#### Task description
Copy out every line of the records in which "TransactionId" can be found.

Records contained in a dataset:
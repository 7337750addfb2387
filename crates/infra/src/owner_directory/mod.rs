//! Owner directory boundary: owner id -> profile lookups for enrichment.

pub mod in_memory;
pub mod postgres;

pub use in_memory::InMemoryOwnerDirectory;
pub use postgres::PostgresOwnerDirectory;

use std::sync::Arc;

use thiserror::Error;

use walletd_core::{OwnerId, WalletError};
use walletd_wallet::OwnerProfile;

#[derive(Debug, Error, Clone, PartialEq, Eq)]
pub enum OwnerDirectoryError {
    #[error("owner not found: {0}")]
    NotFound(OwnerId),

    #[error("owner directory unavailable: {0}")]
    Unavailable(String),
}

impl From<OwnerDirectoryError> for WalletError {
    fn from(value: OwnerDirectoryError) -> Self {
        match value {
            OwnerDirectoryError::NotFound(id) => WalletError::not_found(format!("owner {id}")),
            OwnerDirectoryError::Unavailable(msg) => WalletError::internal(msg),
        }
    }
}

/// Source of owner profiles.
#[async_trait::async_trait]
pub trait OwnerDirectory: Send + Sync {
    async fn get_owner(&self, owner_id: &OwnerId) -> Result<OwnerProfile, OwnerDirectoryError>;

    /// Store `profile` unless the owner is already known; returns the stored profile.
    async fn register_owner(&self, profile: OwnerProfile) -> Result<OwnerProfile, OwnerDirectoryError>;
}

#[async_trait::async_trait]
impl<D> OwnerDirectory for Arc<D>
where
    D: OwnerDirectory + ?Sized,
{
    async fn get_owner(&self, owner_id: &OwnerId) -> Result<OwnerProfile, OwnerDirectoryError> {
        (**self).get_owner(owner_id).await
    }

    async fn register_owner(&self, profile: OwnerProfile) -> Result<OwnerProfile, OwnerDirectoryError> {
        (**self).register_owner(profile).await
    }
}
use chrono::{DateTime, Utc};
use serde::{Deserialize, Serialize};

use walletd_core::{OwnerId, TransactionId, WalletError, WalletId};

/// Positive amount in minor units (e.g. cents).
#[derive(Debug, Copy, Clone, PartialEq, Eq, Hash, PartialOrd, Ord, Serialize, Deserialize)]
#[serde(try_from = "i64", into = "i64")]
pub struct Amount(i64);

impl Amount {
    pub fn new(value: i64) -> Result<Self, WalletError> {
        if value <= 0 {
            return Err(WalletError::bad_input("amount must be positive"));
        }
        Ok(Self(value))
    }

    pub fn get(self) -> i64 {
        self.0
    }
}

impl TryFrom<i64> for Amount {
    type Error = WalletError;

    fn try_from(value: i64) -> Result<Self, Self::Error> {
        Self::new(value)
    }
}

impl From<Amount> for i64 {
    fn from(value: Amount) -> Self {
        value.0
    }
}

/// Caller-supplied idempotency key for one logical transaction attempt.
#[derive(Debug, Clone, PartialEq, Eq, Hash, Serialize, Deserialize)]
#[serde(try_from = "String", into = "String")]
pub struct ReferenceId(String);

impl ReferenceId {
    pub const MAX_LEN: usize = 64;

    pub fn new(raw: impl Into<String>) -> Result<Self, WalletError> {
        let raw = raw.into();
        if raw.is_empty() {
            return Err(WalletError::bad_input("reference_id must not be empty"));
        }
        if raw.len() > Self::MAX_LEN {
            return Err(WalletError::bad_input(format!(
                "reference_id must be at most {} bytes",
                Self::MAX_LEN
            )));
        }
        if raw.chars().any(char::is_whitespace) {
            return Err(WalletError::bad_input("reference_id must not contain whitespace"));
        }
        Ok(Self(raw))
    }

    pub fn as_str(&self) -> &str {
        &self.0
    }
}

impl core::fmt::Display for ReferenceId {
    fn fmt(&self, f: &mut core::fmt::Formatter<'_>) -> core::fmt::Result {
        f.write_str(&self.0)
    }
}

impl TryFrom<String> for ReferenceId {
    type Error = WalletError;

    fn try_from(value: String) -> Result<Self, Self::Error> {
        Self::new(value)
    }
}

impl From<ReferenceId> for String {
    fn from(value: ReferenceId) -> Self {
        value.0
    }
}

#[derive(Debug, Clone, Copy, PartialEq, Eq, Hash, Serialize, Deserialize)]
#[serde(rename_all = "lowercase")]
pub enum Direction {
    Deposit,
    Withdraw,
}

impl Direction {
    pub fn as_str(self) -> &'static str {
        match self {
            Direction::Deposit => "deposit",
            Direction::Withdraw => "withdraw",
        }
    }

    pub fn parse(s: &str) -> Option<Self> {
        match s {
            "deposit" => Some(Direction::Deposit),
            "withdraw" => Some(Direction::Withdraw),
            _ => None,
        }
    }
}

#[derive(Debug, Clone, Copy, PartialEq, Eq, Hash, Serialize, Deserialize)]
#[serde(rename_all = "lowercase")]
pub enum TransactionStatus {
    Success,
    Failed,
}

impl TransactionStatus {
    pub fn as_str(self) -> &'static str {
        match self {
            TransactionStatus::Success => "success",
            TransactionStatus::Failed => "failed",
        }
    }

    pub fn parse(s: &str) -> Option<Self> {
        match s {
            "success" => Some(TransactionStatus::Success),
            "failed" => Some(TransactionStatus::Failed),
            _ => None,
        }
    }
}

/// One row of the append-only ledger. Immutable once recorded.
#[derive(Debug, Clone, PartialEq, Eq, Serialize, Deserialize)]
pub struct Transaction {
    pub id: TransactionId,
    pub reference_id: ReferenceId,
    pub wallet_id: WalletId,
    pub direction: Direction,
    pub amount: Amount,
    pub status: TransactionStatus,
    /// Wallet balance right after this row was recorded (unchanged for failures).
    pub balance_after: i64,
    pub actor: OwnerId,
    pub created_at: DateTime<Utc>,
}

impl Transaction {
    /// Effect of this row on the wallet balance.
    pub fn balance_delta(&self) -> i64 {
        match (self.status, self.direction) {
            (TransactionStatus::Failed, _) => 0,
            (TransactionStatus::Success, Direction::Deposit) => self.amount.get(),
            (TransactionStatus::Success, Direction::Withdraw) => -self.amount.get(),
        }
    }

    /// Whether a replayed request describes the same logical attempt.
    pub fn same_request(&self, wallet_id: WalletId, direction: Direction, amount: Amount) -> bool {
        self.wallet_id == wallet_id && self.direction == direction && self.amount == amount
    }

    /// The outcome the caller saw when this row was first recorded.
    pub fn outcome(&self) -> Result<&Transaction, WalletError> {
        match self.status {
            TransactionStatus::Success => Ok(self),
            TransactionStatus::Failed => Err(WalletError::InsufficientFunds {
                balance: self.balance_after,
                requested: self.amount.get(),
            }),
        }
    }
}

/// Balance implied by a wallet's transaction log.
///
/// Summed in `i128` so a corrupt log cannot overflow while being checked.
pub fn derive_balance<'a>(log: impl IntoIterator<Item = &'a Transaction>) -> i128 {
    log.into_iter().map(|t| t.balance_delta() as i128).sum()
}

#[cfg(test)]
mod tests {
    use super::*;

    fn tx(direction: Direction, amount: i64, status: TransactionStatus) -> Transaction {
        Transaction {
            id: TransactionId::new(),
            reference_id: ReferenceId::new(format!("ref-{amount}")).unwrap(),
            wallet_id: WalletId::new(),
            direction,
            amount: Amount::new(amount).unwrap(),
            status,
            balance_after: 0,
            actor: OwnerId::parse("owner").unwrap(),
            created_at: Utc::now(),
        }
    }

    #[test]
    fn amount_must_be_positive() {
        assert!(Amount::new(0).is_err());
        assert!(Amount::new(-5).is_err());
        assert_eq!(Amount::new(5).unwrap().get(), 5);
    }

    #[test]
    fn reference_id_rules() {
        assert!(ReferenceId::new("").is_err());
        assert!(ReferenceId::new("has space").is_err());
        assert!(ReferenceId::new("x".repeat(65)).is_err());
        assert!(ReferenceId::new("50535246-dcb2-4929-8cc9-004ea06f5241").is_ok());
    }

    #[test]
    fn amount_rejects_non_positive_json() {
        let err = serde_json::from_str::<Amount>("0").unwrap_err();
        assert!(err.to_string().contains("amount must be positive"));
    }

    #[test]
    fn failed_rows_do_not_move_the_balance() {
        let log = vec![
            tx(Direction::Deposit, 100, TransactionStatus::Success),
            tx(Direction::Withdraw, 150, TransactionStatus::Failed),
            tx(Direction::Withdraw, 50, TransactionStatus::Success),
        ];
        assert_eq!(derive_balance(&log), 50);
    }

    #[test]
    fn failed_outcome_replays_as_insufficient_funds() {
        let mut t = tx(Direction::Withdraw, 150, TransactionStatus::Failed);
        t.balance_after = 100;
        assert_eq!(
            t.outcome().unwrap_err(),
            WalletError::InsufficientFunds { balance: 100, requested: 150 }
        );
    }
}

#### Answer space
use walletd_core::{OwnerId, TransactionId, WalletError, WalletId};
    pub id: TransactionId,
            id: TransactionId::new(),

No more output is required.